Records drawn from a dataset
* * * * * * * * *
use async_trait::async_trait;
use serde::{Deserialize, Serialize};
use serde_json::Value;
use std::str::FromStr;
use std::time::Duration;
use tracing::{debug, error, info, instrument, trace, warn};

use crate::backend::{
    MediaFile, Oracle, OracleRequest, RequestPart, check_response_status, handle_http_error,
};
use crate::error::{ApiErrorKind, Result, RxVerifyError};

const DEFAULT_BASE_URL: &str = "https://generativelanguage.googleapis.com/v1beta";
const PROVIDER: &str = "Gemini";

/// Gemini models available for completion
///
/// Any other model name can be used through `Custom` or `FromStr`:
///
/// ```rust
/// use rxverify::GeminiModel;
/// use std::str::FromStr;
///
/// let model = GeminiModel::from_str("gemini-custom").unwrap();
/// assert_eq!(model, GeminiModel::Custom("gemini-custom".to_string()));
/// assert_eq!(GeminiModel::default().as_str(), "gemini-2.5-flash");
/// ```
#[derive(Debug, Clone, PartialEq, Eq, Default)]
pub enum Model {
    /// Gemini 2.5 Pro
    Gemini25Pro,
    /// Gemini 2.5 Flash (the model the prescription prompts are written for)
    #[default]
    Gemini25Flash,
    /// Gemini 2.5 Flash Lite
    Gemini25FlashLite,
    /// Gemini 2.0 Flash
    Gemini20Flash,
    /// Custom model name (for new models or Gemini-compatible endpoints)
    Custom(String),
}

impl Model {
    pub fn as_str(&self) -> &str {
        match self {
            Model::Gemini25Pro => "gemini-2.5-pro",
            Model::Gemini25Flash => "gemini-2.5-flash",
            Model::Gemini25FlashLite => "gemini-2.5-flash-lite",
            Model::Gemini20Flash => "gemini-2.0-flash",
            Model::Custom(name) => name,
        }
    }

    /// Create a model from a string. Unknown names become `Custom(name)`.
    pub fn from_string(name: impl Into<String>) -> Self {
        let name = name.into();
        match name.as_str() {
            "gemini-2.5-pro" => Model::Gemini25Pro,
            "gemini-2.5-flash" => Model::Gemini25Flash,
            "gemini-2.5-flash-lite" => Model::Gemini25FlashLite,
            "gemini-2.0-flash" => Model::Gemini20Flash,
            _ => Model::Custom(name),
        }
    }
}

impl FromStr for Model {
    type Err = std::convert::Infallible;

    fn from_str(s: &str) -> std::result::Result<Self, Self::Err> {
        Ok(Model::from_string(s))
    }
}

impl From<&str> for Model {
    fn from(s: &str) -> Self {
        Model::from_string(s)
    }
}

/// Configuration for the Gemini client
#[derive(Debug, Clone)]
pub struct GeminiConfig {
    pub api_key: String,
    pub model: Model,
    /// Unset means the model's own default
    pub temperature: Option<f32>,
    pub max_tokens: Option<u32>,
    /// Unset means no local timeout
    pub timeout: Option<Duration>,
    /// Custom base URL for Gemini-compatible APIs
    pub base_url: Option<String>,
}

/// Gemini `generateContent` client, the production [`Oracle`].
pub struct GeminiClient {
    config: GeminiConfig,
    client: reqwest::Client,
}

#[derive(Debug, Serialize)]
#[serde(rename_all = "camelCase")]
struct GenerateContentRequest {
    contents: Vec<Content>,
    generation_config: GenerationConfig,
}

#[derive(Debug, Serialize)]
struct Content {
    parts: Vec<Part>,
}

#[derive(Debug, Serialize)]
#[serde(untagged)]
enum Part {
    Text {
        text: String,
    },
    InlineData {
        #[serde(rename = "inlineData")]
        inline_data: MediaFile,
    },
}

#[derive(Debug, Serialize)]
#[serde(rename_all = "camelCase")]
struct GenerationConfig {
    #[serde(skip_serializing_if = "Option::is_none")]
    temperature: Option<f32>,
    #[serde(skip_serializing_if = "Option::is_none")]
    max_output_tokens: Option<u32>,
    response_mime_type: String,
    response_schema: Value,
}

#[derive(Debug, Deserialize)]
#[serde(rename_all = "camelCase")]
struct GenerateContentResponse {
    #[serde(default)]
    candidates: Vec<Candidate>,
}

#[derive(Debug, Deserialize)]
#[serde(rename_all = "camelCase")]
struct Candidate {
    content: Option<CandidateContent>,
    #[serde(default)]
    finish_reason: Option<String>,
}

#[derive(Debug, Deserialize)]
struct CandidateContent {
    #[serde(default)]
    parts: Vec<CandidatePart>,
}

#[derive(Debug, Deserialize)]
struct CandidatePart {
    text: Option<String>,
}

impl GeminiClient {
    /// Create a new Gemini client with the provided API key.
    ///
    /// ```no_run
    /// # use rxverify::GeminiClient;
    /// # fn example() -> Result<(), Box<dyn std::error::Error>> {
    /// let client = GeminiClient::new("your-gemini-api-key")?;
    /// # Ok(())
    /// # }
    /// ```
    #[instrument(name = "gemini_client_new", skip(api_key))]
    pub fn new(api_key: impl Into<String>) -> Result<Self> {
        let api_key = api_key.into();
        if api_key.trim().is_empty() {
            return Err(RxVerifyError::api_error(
                PROVIDER,
                ApiErrorKind::AuthenticationFailed,
            ));
        }

        let config = GeminiConfig {
            api_key,
            model: Model::default(),
            temperature: None,
            max_tokens: None,
            timeout: None,
            base_url: None,
        };

        info!(model = %config.model.as_str(), "Created Gemini client");
        Ok(Self {
            config,
            client: reqwest::Client::new(),
        })
    }

    pub fn config(&self) -> &GeminiConfig {
        &self.config
    }

    /// Set the model to use
    #[instrument(skip(self))]
    pub fn model(mut self, model: impl Into<Model> + std::fmt::Debug) -> Self {
        let model = model.into();
        debug!(previous_model = ?self.config.model, new_model = ?model, "Setting Gemini model");
        self.config.model = model;
        self
    }

    /// Set the sampling temperature
    #[instrument(skip(self))]
    pub fn temperature(mut self, temp: f32) -> Self {
        self.config.temperature = Some(temp);
        self
    }

    /// Set the maximum tokens to generate
    #[instrument(skip(self))]
    pub fn max_tokens(mut self, max: u32) -> Self {
        // Zero would be rejected by the API
        self.config.max_tokens = Some(max.max(1));
        self
    }

    /// Set the timeout for each HTTP request.
    #[instrument(skip(self))]
    pub fn timeout(mut self, timeout: Duration) -> Self {
        debug!(previous_timeout = ?self.config.timeout, new_timeout = ?timeout, "Setting timeout");
        self.config.timeout = Some(timeout);
        self.client = reqwest::Client::builder()
            .timeout(timeout)
            .build()
            .unwrap_or_else(|e| {
                warn!(error = %e, "Failed to build reqwest client with timeout, using default");
                reqwest::Client::new()
            });
        self
    }

    /// Set a custom base URL for Gemini-compatible APIs, without trailing slash.
    #[instrument(skip(self, base_url))]
    pub fn base_url(mut self, base_url: impl Into<String>) -> Self {
        let base_url = base_url.into();
        debug!(previous_base_url = ?self.config.base_url, new_base_url = %base_url, "Setting custom base URL");
        self.config.base_url = Some(base_url);
        self
    }

    fn endpoint(&self) -> String {
        let base_url = self
            .config
            .base_url
            .as_deref()
            .unwrap_or(DEFAULT_BASE_URL)
            .trim_end_matches('/');
        format!(
            "{}/models/{}:generateContent",
            base_url,
            self.config.model.as_str()
        )
    }

    fn build_request(&self, request: &OracleRequest) -> GenerateContentRequest {
        let parts = request
            .parts
            .iter()
            .map(|part| match part {
                RequestPart::Text(text) => Part::Text { text: text.clone() },
                RequestPart::Image(media) => Part::InlineData {
                    inline_data: media.clone(),
                },
            })
            .collect();

        GenerateContentRequest {
            contents: vec![Content { parts }],
            generation_config: GenerationConfig {
                temperature: self.config.temperature,
                max_output_tokens: self.config.max_tokens,
                response_mime_type: "application/json".to_string(),
                response_schema: request.schema.to_json().clone(),
            },
        }
    }
}

/// Join the text parts of the first candidate, the way the SDK's `text`
/// accessor does.
fn reply_text(response: GenerateContentResponse) -> Result<String> {
    let Some(candidate) = response.candidates.into_iter().next() else {
        error!("Gemini API returned empty candidates array");
        return Err(RxVerifyError::api_error(
            PROVIDER,
            ApiErrorKind::UnexpectedResponse {
                details: "No completion candidates returned".to_string(),
            },
        ));
    };
    trace!(finish_reason = ?candidate.finish_reason, "Completion finish reason");

    let text: String = candidate
        .content
        .map(|content| {
            content
                .parts
                .into_iter()
                .filter_map(|part| part.text)
                .collect()
        })
        .unwrap_or_default();

    if text.is_empty() {
        error!("No text content in Gemini response");
        return Err(RxVerifyError::api_error(
            PROVIDER,
            ApiErrorKind::UnexpectedResponse {
                details: "No text content in response".to_string(),
            },
        ));
    }
    Ok(text)
}

#[async_trait]
impl Oracle for GeminiClient {
    fn provider_name(&self) -> &str {
        PROVIDER
    }

    #[instrument(
        name = "gemini_complete",
        skip(self, request),
        fields(
            model = %self.config.model.as_str(),
            parts = request.parts.len(),
            has_image = request.has_image()
        )
    )]
    async fn complete(&self, request: &OracleRequest) -> Result<String> {
        let body = self.build_request(request);
        let url = self.endpoint();
        debug!(url = %url, "Sending request to Gemini API");

        let response = self
            .client
            .post(&url)
            .header("x-goog-api-key", &self.config.api_key)
            .json(&body)
            .send()
            .await
            .map_err(|e| handle_http_error(e, PROVIDER))?;

        let response = check_response_status(response, PROVIDER).await?;

        debug!("Successfully received response from Gemini API");
        let completion: GenerateContentResponse = response.json().await.map_err(|e| {
            error!(error = %e, "Failed to parse JSON envelope from Gemini API");
            RxVerifyError::api_error(
                PROVIDER,
                ApiErrorKind::UnexpectedResponse {
                    details: e.to_string(),
                },
            )
        })?;

        let text = reply_text(completion)?;
        debug!(content_len = text.len(), "Extracted reply text");
        Ok(text.trim().to_string())
    }
}
//! End-to-end screen behavior: validation, submission, rendering, and stale
//! response handling.

mod common;

#[cfg(test)]
mod screen_flow_tests {
    use super::common::{ScriptedOracle, WARFARIN_ANALYSIS};
    use rxverify::view::{
        AlternativeForm, InteractionForm, Listing, Panel, SeverityStyle, VerifierForm,
        render_alternatives, render_interactions, render_verifier,
    };
    use rxverify::{
        AlternativeScreen, AnalysisClient, InteractionScreen, Operation, VerifierScreen, ViewState,
    };

    #[tokio::test]
    async fn test_empty_forms_never_send_requests() {
        let client = AnalysisClient::new(ScriptedOracle::replying(WARFARIN_ANALYSIS));

        let mut verifier = VerifierScreen::new();
        verifier.form.age = "45".into();
        let state = verifier.submit(&client).await;
        assert_eq!(
            state.error(),
            Some("Please enter a prescription or upload an image.")
        );

        let mut checker = InteractionScreen::new();
        let state = checker.submit(&client).await;
        assert_eq!(
            state,
            &ViewState::ValidationError("Please enter a list of drugs to check.".into())
        );

        let mut finder = AlternativeScreen::with_form(AlternativeForm {
            condition: "Headache".into(),
            ..Default::default()
        });
        let state = finder.submit(&client).await;
        assert_eq!(
            state.error(),
            Some("Please enter the drug and the condition it's treating.")
        );

        assert_eq!(client.oracle().calls(), 0);
    }

    #[tokio::test]
    async fn test_verifier_renders_warfarin_scenario() {
        let client = AnalysisClient::new(ScriptedOracle::replying(WARFARIN_ANALYSIS));
        let mut screen = VerifierScreen::with_form(VerifierForm {
            age: "67".into(),
            weight: "72".into(),
            prescription: "Warfarin 5 mg once daily. Ibuprofen 400 mg three times daily.".into(),
            image: None,
        });

        let state = screen.submit(&client).await;
        let Panel::Ready(report) = render_verifier(state) else {
            panic!("expected a rendered report, got {:?}", state);
        };

        assert_eq!(report.insights.drugs_detected, 2);
        assert_eq!(report.insights.high_risk, 1);
        let interactions = report.interactions.items();
        assert_eq!(interactions.len(), 1);
        assert_eq!(interactions[0].drugs, "Warfarin + Ibuprofen");
        assert_eq!(interactions[0].style, SeverityStyle::High);
        assert_eq!(
            interactions[0].style.css_class(),
            "border-red-500 bg-red-500/10 text-red-400"
        );
        assert_eq!(report.alternatives.len(), 1);

        let text = report.to_string();
        assert!(text.contains("Warning: Bleeding risk in elderly patients."));
        assert!(text.contains("For: Ibuprofen"));
        assert!(text.contains("Reason: Interaction with Warfarin."));
    }

    #[tokio::test]
    async fn test_malformed_reply_shows_generic_message() {
        let client = AnalysisClient::new(ScriptedOracle::replying("not json at all"));
        let mut screen = VerifierScreen::with_form(VerifierForm::sample());

        let state = screen.submit(&client).await;
        assert!(state.result().is_none());
        assert_eq!(
            state.error(),
            Some(Operation::AnalyzePrescription.failure_message())
        );
        assert_eq!(
            render_verifier(state),
            Panel::Error(Operation::AnalyzePrescription.failure_message().to_string())
        );
    }

    #[tokio::test]
    async fn test_empty_results_render_found_nothing() {
        let oracle = ScriptedOracle::replying(r#"{"interactions": []}"#);
        let client = AnalysisClient::new(oracle);
        let mut checker = InteractionScreen::with_form(InteractionForm {
            drug_list: "Paracetamol".into(),
        });
        let rendered = render_interactions(checker.submit(&client).await);
        assert_eq!(
            rendered,
            Panel::Ready(Listing::Empty(
                "No potential interactions were found among the specified drugs."
            ))
        );

        let client = AnalysisClient::new(ScriptedOracle::replying(r#"{"suggestions": []}"#));
        let mut finder = AlternativeScreen::with_form(AlternativeForm {
            original_drug: "Paracetamol".into(),
            condition: "Fever".into(),
            patient_context: String::new(),
        });
        let rendered = render_alternatives(finder.submit(&client).await);
        assert!(matches!(rendered, Panel::Ready(Listing::Empty(_))));
        assert!(rendered.to_string().starts_with("No specific alternatives were suggested"));
    }

    #[tokio::test]
    async fn test_idle_placeholders() {
        assert_eq!(
            render_verifier(VerifierScreen::new().state()),
            Panel::Placeholder("Your analysis results will appear here.")
        );
        assert_eq!(
            render_interactions(InteractionScreen::new().state()),
            Panel::Placeholder("Results will be displayed here.")
        );
        assert_eq!(
            render_alternatives(AlternativeScreen::new().state()),
            Panel::Placeholder("Suggestions will be displayed here.")
        );
    }

    #[tokio::test]
    async fn test_only_latest_submission_is_displayed() {
        let first_reply =
            r#"{"interactions": [{"pair": ["A", "B"], "severity": "low", "explanation": "old"}]}"#;
        let second_reply =
            r#"{"interactions": [{"pair": ["C", "D"], "severity": "high", "explanation": "new"}]}"#;
        let client = AnalysisClient::new(
            ScriptedOracle::new()
                .then_reply(first_reply)
                .then_reply(second_reply),
        );

        let mut screen = InteractionScreen::with_form(InteractionForm {
            drug_list: "A, B".into(),
        });
        let (first, first_list) = screen.begin().unwrap();
        screen.form.drug_list = "C, D".into();
        let (second, second_list) = screen.begin().unwrap();

        let first_outcome = client.check_drug_interactions(&first_list).await;
        let second_outcome = client.check_drug_interactions(&second_list).await;

        // Replies arrive out of order.
        assert!(screen.finish(second, second_outcome));
        assert!(!screen.finish(first, first_outcome));

        let interactions = screen.state().result().unwrap();
        assert_eq!(interactions.len(), 1);
        assert_eq!(interactions[0].explanation, "new");
    }

    #[tokio::test]
    async fn test_reply_after_reset_is_ignored() {
        let client = AnalysisClient::new(ScriptedOracle::replying(r#"{"interactions": []}"#));
        let mut screen = InteractionScreen::with_form(InteractionForm {
            drug_list: "Warfarin, Aspirin".into(),
        });

        let (ticket, list) = screen.begin().unwrap();
        assert!(screen.state().is_loading());
        screen.reset();

        let outcome = client.check_drug_interactions(&list).await;
        assert!(!screen.finish(ticket, outcome));
        assert!(screen.state().is_idle());
        assert_eq!(screen.form, InteractionForm::default());
    }

    #[tokio::test]
    async fn test_resubmit_after_failure() {
        let client = AnalysisClient::new(
            ScriptedOracle::new()
                .then_reply("garbage")
                .then_reply(r#"{"interactions": []}"#),
        );
        let mut screen = InteractionScreen::with_form(InteractionForm {
            drug_list: "Warfarin, Aspirin".into(),
        });

        assert!(matches!(screen.submit(&client).await, ViewState::Failed(_)));
        assert!(matches!(screen.submit(&client).await, ViewState::Success(_)));
        assert_eq!(client.oracle().calls(), 2);
    }
}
* * * * * * * * *
Set down verbatim only the lines between the start of the data above and the line with "const PROVIDER: &str", both boundaries included.

== Solution ==
use async_trait::async_trait;
use serde::{Deserialize, Serialize};
use serde_json::Value;
use std::str::FromStr;
use std::time::Duration;
use tracing::{debug, error, info, instrument, trace, warn};

use crate::backend::{
    MediaFile, Oracle, OracleRequest, RequestPart, check_response_status, handle_http_error,
};
use crate::error::{ApiErrorKind, Result, RxVerifyError};

const DEFAULT_BASE_URL: &str = "https://generativelanguage.googleapis.com/v1beta";
const PROVIDER: &str = "Gemini";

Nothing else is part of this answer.